Can Dogs Eat Olives?

Olives are the perfect mixture of salty and tangy, and they’re extremely versatile. Mexican, Greek and Italian cuisines all utilize olives in fresh, unique ways, and they’re also tasty just paired with fancy cheese, crackers, and wine. They’re definitely a love it or hate it food, and it’s actually pretty hard to find a dog who will eat them. If your dog happens to like olives, though, are they okay for dogs to eat?

Are Olives Dangerous for Dogs?

Olives–black or green–aren’t bad for dogs if they came fresh from the tree, but once humans have soaked them in a salty brine, they become less ideal for your dog. As humans, we definitely consume way more salt than we truly need, and the daily sodium intake for a dog is a lot lower than a human’s. One small olive has 24 mg of sodium, and dogs only need 10 mg of sodium per day.

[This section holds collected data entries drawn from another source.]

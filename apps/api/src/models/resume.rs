use chrono::{DateTime, Utc};
use serde::{Deserialize, Serialize};
use sqlx::FromRow;
use uuid::Uuid;

/// The live résumé. At most one exists at any time.
#[derive(Debug, Clone, PartialEq, Serialize, Deserialize, FromRow)]
#[serde(rename_all = "camelCase")]
pub struct ResumeRecord {
    pub id: Uuid,
    pub file_name: String,
    pub file_path: String,
    #[serde(skip)]
    pub storage_key: String,
    pub uploaded_at: DateTime<Utc>,
}

#[derive(Debug, Clone)]
pub struct NewResume {
    pub file_name: String,
    pub storage_key: String,
    pub file_path: String,
    pub uploaded_at: DateTime<Utc>,
}
use std::path::PathBuf;

use anyhow::{bail, Context, Result};

const DEFAULT_PORT: u16 = 5000;
const DEFAULT_ORIGINS: &str = "http://localhost:5173";
const DEFAULT_UPLOAD_DIR: &str = "uploads";
const DEFAULT_MAX_UPLOAD_BYTES: usize = 10 * 1024 * 1024;

/// Where uploaded attachments are kept.
#[derive(Debug, Clone, PartialEq)]
pub enum BlobBackend {
    /// Plain files under a directory on local disk.
    Local { root: PathBuf },
    /// An S3 bucket (MinIO locally, AWS in production).
    S3(S3Settings),
}

#[derive(Debug, Clone, PartialEq)]
pub struct S3Settings {
    pub bucket: String,
    pub endpoint: String,
    pub region: String,
    pub access_key_id: String,
    pub secret_access_key: String,
}

/// Application configuration loaded from environment variables.
/// Startup fails if required variables are missing or malformed.
#[derive(Debug, Clone)]
pub struct Config {
    pub database_url: String,
    pub port: u16,
    pub allowed_origins: Vec<String>,
    pub blob_backend: BlobBackend,
    pub max_upload_bytes: usize,
    pub rust_log: String,
}

impl Config {
    pub fn from_env() -> Result<Self> {
        dotenvy::dotenv().ok(); // load .env if present; ignore if missing

        Self::from_lookup(|key| std::env::var(key).ok())
    }

    /// Builds the configuration from an arbitrary variable source.
    pub fn from_lookup<F>(lookup: F) -> Result<Self>
    where
        F: Fn(&str) -> Option<String>,
    {
        let require = |key: &str| {
            lookup(key)
                .filter(|v| !v.trim().is_empty())
                .with_context(|| format!("Required environment variable '{key}' is not set"))
        };

        let port = match lookup("PORT") {
            Some(raw) => raw
                .trim()
                .parse::<u16>()
                .context("PORT must be a valid port number")?,
            None => DEFAULT_PORT,
        };

        let max_upload_bytes = match lookup("MAX_UPLOAD_BYTES") {
            Some(raw) => raw
                .trim()
                .parse::<usize>()
                .context("MAX_UPLOAD_BYTES must be a byte count")?,
            None => DEFAULT_MAX_UPLOAD_BYTES,
        };

        let allowed_origins =
            parse_origins(&lookup("ALLOWED_ORIGINS").unwrap_or_else(|| DEFAULT_ORIGINS.to_string()));

        let backend = lookup("BLOB_BACKEND").unwrap_or_else(|| "local".to_string());
        let blob_backend = match backend.trim().to_ascii_lowercase().as_str() {
            "local" => BlobBackend::Local {
                root: PathBuf::from(
                    lookup("UPLOAD_DIR").unwrap_or_else(|| DEFAULT_UPLOAD_DIR.to_string()),
                ),
            },
            "s3" => BlobBackend::S3(S3Settings {
                bucket: require("S3_BUCKET")?,
                endpoint: require("S3_ENDPOINT")?,
                region: lookup("S3_REGION").unwrap_or_else(|| "us-east-1".to_string()),
                access_key_id: require("AWS_ACCESS_KEY_ID")?,
                secret_access_key: require("AWS_SECRET_ACCESS_KEY")?,
            }),
            other => bail!("BLOB_BACKEND must be 'local' or 's3', got '{other}'"),
        };

        Ok(Config {
            database_url: require("DATABASE_URL")?,
            port,
            allowed_origins,
            blob_backend,
            max_upload_bytes,
            rust_log: lookup("RUST_LOG").unwrap_or_else(|| "info".to_string()),
        })
    }
}

/// Splits a comma-separated origin list, dropping blanks and trailing slashes.
fn parse_origins(raw: &str) -> Vec<String> {
    raw.split(',')
        .map(|o| o.trim().trim_end_matches('/'))
        .filter(|o| !o.is_empty())
        .map(str::to_string)
        .collect()
}

#[cfg(test)]
mod tests {
    use super::*;
    use std::collections::HashMap;

    fn config_from(vars: &[(&str, &str)]) -> Result<Config> {
        let map: HashMap<String, String> = vars
            .iter()
            .map(|(k, v)| (k.to_string(), v.to_string()))
            .collect();
        Config::from_lookup(|key| map.get(key).cloned())
    }

    #[test]
    fn test_defaults_apply_when_only_database_url_is_set() {
        let config = config_from(&[("DATABASE_URL", "postgres://localhost/portfolio")]).unwrap();

        assert_eq!(config.port, 5000);
        assert_eq!(config.allowed_origins, vec!["http://localhost:5173"]);
        assert_eq!(
            config.blob_backend,
            BlobBackend::Local {
                root: PathBuf::from("uploads")
            }
        );
        assert_eq!(config.max_upload_bytes, 10 * 1024 * 1024);
        assert_eq!(config.rust_log, "info");
    }

    #[test]
    fn test_missing_database_url_is_an_error() {
        let err = config_from(&[]).unwrap_err();
        assert!(err.to_string().contains("DATABASE_URL"));
    }

    #[test]
    fn test_origin_list_is_split_and_trimmed() {
        let config = config_from(&[
            ("DATABASE_URL", "postgres://db"),
            (
                "ALLOWED_ORIGINS",
                " http://localhost:5173 , https://me.example.app/ ,,",
            ),
        ])
        .unwrap();

        assert_eq!(
            config.allowed_origins,
            vec!["http://localhost:5173", "https://me.example.app"]
        );
    }

    #[test]
    fn test_invalid_port_is_rejected() {
        let err = config_from(&[("DATABASE_URL", "postgres://db"), ("PORT", "eighty")]).unwrap_err();
        assert!(err.to_string().contains("PORT"));
    }

    #[test]
    fn test_s3_backend_requires_bucket_settings() {
        let err = config_from(&[("DATABASE_URL", "postgres://db"), ("BLOB_BACKEND", "s3")])
            .unwrap_err();
        assert!(err.to_string().contains("S3_BUCKET"));

        let config = config_from(&[
            ("DATABASE_URL", "postgres://db"),
            ("BLOB_BACKEND", "S3"),
            ("S3_BUCKET", "portfolio"),
            ("S3_ENDPOINT", "http://localhost:9000"),
            ("AWS_ACCESS_KEY_ID", "minio"),
            ("AWS_SECRET_ACCESS_KEY", "minio123"),
        ])
        .unwrap();
        match config.blob_backend {
            BlobBackend::S3(s3) => {
                assert_eq!(s3.bucket, "portfolio");
                assert_eq!(s3.region, "us-east-1");
            }
            other => panic!("expected S3 backend, got {other:?}"),
        }
    }

    #[test]
    fn test_unknown_backend_is_rejected() {
        let err = config_from(&[("DATABASE_URL", "postgres://db"), ("BLOB_BACKEND", "ftp")])
            .unwrap_err();
        assert!(err.to_string().contains("BLOB_BACKEND"));
    }
}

Too much salt easily dehydrates your dog, especially when they aren’t used to excess sodium intake like humans are. As in humans, it also leads to high blood pressure, a very real condition in dogs, especially overweight and elderly canines.

Green and black olives aren’t necessarily worse than the other; it really depends on what they’re soaked in and how much sodium is in each serving to decide which one is the least healthy.

Any olive your dog eats should be pit-free. Not only could they crack a tooth (requiring an expensive anesthetic procedure to remove the broken tooth), they could pose a choking hazard in smaller dogs.

Check the Ingredients, Before Feeding Your Dog Olives

If you’re a fancy olive connoisseur, check your olive’s ingredients. Fancier stuffed olives are stuffed with foods that aren’t good for your dog, like bleu cheese, garlic, or even onions. Always check the ingredients, and if you don’t know what the ingredients are, skip the sharing and give your dog a treat more suitable to their diet. Do the same thing with the plain variety of canned olives, too. High sodium isn’t the only thing you need to be on the look-out for on the label. Check for any hints of garlic or onion, too.

Olives won’t kill your dog, but they can dehydrate them if your dog takes a shine to them and eats a large amount. The sodium in canned or jarred olives is the only potentially dangerous part, but it’s enough of a concern that you should probably keep the olives away from your pup.